El día anterior y tras el susto tremendo con esa loca de la carpa, de la cual aún no sabía si solo era mi imaginación, llegué a casa, tomé una ducha y me repetí que eso no había pasado. No me dolía mi dedo, no había ninguna llamada de interés de parte de Messer, ni siquiera tenía muy clara una imagen del rostro de la mujer que imaginé.

En ese momento sin embargo, mirando la alfombra de mi habitación, el corazón se me aceleró y cerré los ojos. Respiré profundamente antes de abrirlos y la frase «Deja la locura, deja la locura», resonó fuerte y repetitivamente en altavoces en mi mente.

La luz entró de nuevo por mis ojos y confirmé que faltaba algo.

Faltaba yo.

Pegué un grito que me asustó más y me agazapé sobre mi cama, entonces miré abajo y vi la curva que mi colchón tomaba por mi peso, pero yo no estaba ahí. Las arrugas de las cobijas estaban solas, como si alguien solo las hubiera puesto ahí para tomar una foto pero yo era la ayudante que las sostenía desde atrás para que no perdieran su forma.

Instintivamente me toqué la cabeza; sólida y de cabello enmarañado, normal. Fui bajando, me toqué el cuello y luego el pecho. Todo parecía sólido y fuerte así que la teoría de que había muerto camino al baño en medio de la noche y que era mi espíritu el que estaba ahí, se descartó.

Tocaron a mi puerta.

—¿Liz? ¿Qué pasa?

Era la voz de mamá, sumado al trajín de la perilla cuando intentó abrir la puerta. Agradecí internamente el haber puesto seguro la noche anterior.

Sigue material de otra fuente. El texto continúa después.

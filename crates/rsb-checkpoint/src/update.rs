//! The update high-watermark: last RMS `lastUpdated` covered by a
//! successful run.

use std::fs;
use std::path::{Path, PathBuf};

use anyhow::{Context, Result};
use chrono::{DateTime, Duration, Utc};
use rsb_schemas::UpdateCheckpoint;
use tracing::{info, warn};

pub struct UpdateCheckpointStore {
    path: PathBuf,
    /// Watermark advances only when the run's success ratio reaches this.
    success_threshold: f64,
    /// Fallback window when no checkpoint exists: `now − default_days`.
    default_days: i64,
}

impl UpdateCheckpointStore {
    pub fn new(dir: &Path, success_threshold: f64, default_days: i64) -> Self {
        Self {
            path: dir.join("checkpoint.json"),
            success_threshold,
            default_days,
        }
    }

    /// The `since` bound for change detection. Absent or unreadable
    /// checkpoints fall back to `now − default_days` (unreadable ones are
    /// logged; re-syncing a window is safe, losing changes is not).
    pub fn read_watermark(&self, now: DateTime<Utc>) -> DateTime<Utc> {
        match self.read() {
            Ok(Some(cp)) => cp.last_run_timestamp,
            Ok(None) => now - Duration::days(self.default_days),
            Err(err) => {
                warn!(error = %err, path = %self.path.display(), "unreadable update checkpoint, using default window");
                now - Duration::days(self.default_days)
            }
        }
    }

    pub fn read(&self) -> Result<Option<UpdateCheckpoint>> {
        let bytes = match fs::read(&self.path) {
            Ok(b) => b,
            Err(e) if e.kind() == std::io::ErrorKind::NotFound => return Ok(None),
            Err(e) => {
                return Err(e).with_context(|| format!("read {}", self.path.display()));
            }
        };
        let cp = serde_json::from_slice(&bytes)
            .with_context(|| format!("parse {}", self.path.display()))?;
        Ok(Some(cp))
    }

    /// Advance the watermark to `candidate` if the run was successful enough.
    ///
    /// Returns `true` when written. The watermark never moves backwards,
    /// even if a caller offers an older candidate.
    pub fn advance(
        &self,
        candidate: DateTime<Utc>,
        success_ratio: f64,
        now: DateTime<Utc>,
    ) -> Result<bool> {
        if success_ratio < self.success_threshold {
            info!(
                success_ratio,
                threshold = self.success_threshold,
                "watermark not advanced: success ratio below threshold"
            );
            return Ok(false);
        }

        if let Some(existing) = self.read()? {
            if candidate <= existing.last_run_timestamp {
                return Ok(false);
            }
        }

        let cp = UpdateCheckpoint::new(candidate, now);
        let bytes = serde_json::to_vec_pretty(&cp).context("serialize update checkpoint")?;
        crate::write_atomic(&self.path, &bytes)?;
        info!(watermark = %candidate, "update checkpoint advanced");
        Ok(true)
    }
}

#[cfg(test)]
mod tests {
    use super::*;
    use chrono::TimeZone;

    fn ts(day: u32, hour: u32) -> DateTime<Utc> {
        Utc.with_ymd_and_hms(2025, 6, day, hour, 0, 0).unwrap()
    }

    fn store(dir: &Path) -> UpdateCheckpointStore {
        UpdateCheckpointStore::new(dir, 0.95, 30)
    }

    #[test]
    fn absent_checkpoint_defaults_to_thirty_days_back() {
        let dir = tempfile::tempdir().unwrap();
        let s = store(dir.path());
        let now = ts(30, 12);
        assert_eq!(s.read_watermark(now), now - Duration::days(30));
    }

    #[test]
    fn advance_then_read_back() {
        let dir = tempfile::tempdir().unwrap();
        let s = store(dir.path());
        assert!(s.advance(ts(10, 0), 1.0, ts(10, 1)).unwrap());
        assert_eq!(s.read_watermark(ts(30, 0)), ts(10, 0));
    }

    #[test]
    fn below_threshold_leaves_watermark_unchanged() {
        let dir = tempfile::tempdir().unwrap();
        let s = store(dir.path());
        assert!(s.advance(ts(10, 0), 1.0, ts(10, 1)).unwrap());
        assert!(!s.advance(ts(12, 0), 0.5, ts(12, 1)).unwrap());
        assert_eq!(s.read_watermark(ts(30, 0)), ts(10, 0));
    }

    #[test]
    fn watermark_never_decreases() {
        let dir = tempfile::tempdir().unwrap();
        let s = store(dir.path());
        assert!(s.advance(ts(10, 0), 1.0, ts(10, 1)).unwrap());
        assert!(!s.advance(ts(9, 0), 1.0, ts(12, 1)).unwrap());
        assert_eq!(s.read_watermark(ts(30, 0)), ts(10, 0));
    }

    #[test]
    fn threshold_boundary_is_inclusive() {
        let dir = tempfile::tempdir().unwrap();
        let s = store(dir.path());
        assert!(s.advance(ts(10, 0), 0.95, ts(10, 1)).unwrap());
    }

    #[test]
    fn corrupt_checkpoint_falls_back_to_default() {
        let dir = tempfile::tempdir().unwrap();
        let s = store(dir.path());
        fs::create_dir_all(dir.path()).unwrap();
        fs::write(dir.path().join("checkpoint.json"), b"{not json").unwrap();
        let now = ts(30, 12);
        assert_eq!(s.read_watermark(now), now - Duration::days(30));
    }

    #[test]
    fn no_temp_file_left_behind() {
        let dir = tempfile::tempdir().unwrap();
        let s = store(dir.path());
        s.advance(ts(10, 0), 1.0, ts(10, 1)).unwrap();
        assert!(!dir.path().join("checkpoint.json.tmp").exists());
        assert!(dir.path().join("checkpoint.json").exists());
    }
}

El pánico estaba latente pero intenté controlarlo.

—Nada, ma... emmm... me caí de la cama.

—¿Segura?

—Completamente. Voy a dormir otro poco y te veo en un rato.

—Si tú lo dices.

Escuché sus pasos alejándose y me centré de nuevo en mí.

Me levanté de la cama y caminé hasta mi ventana. Abrí un poco la cortina; al estirar el brazo, no había brazo y lo retraje con rapidez.

Esto no está pasando. Esto no está pasando.

A trompicones llegué a mi espejo ubicado detrás de la puerta. Cerré los ojos y luego los abrí. Tuve que contenerme de gritar mucho más fuerte que la primera vez, ahí estaba yo frente al espejo pero en el espejo no había nadie.

Levanté los brazos frente al cristal, me agaché, me toqué la cara... nada.

Acerqué el rostro y al soplar con la boca abierta, con una "a" en vilo, el cristal se empañó, dándome un poco de calma.

Según lo que sabía, estaba ahí pero no estaba ahí.

Además mamá me había hablado y escuchado, así que no había desaparecido.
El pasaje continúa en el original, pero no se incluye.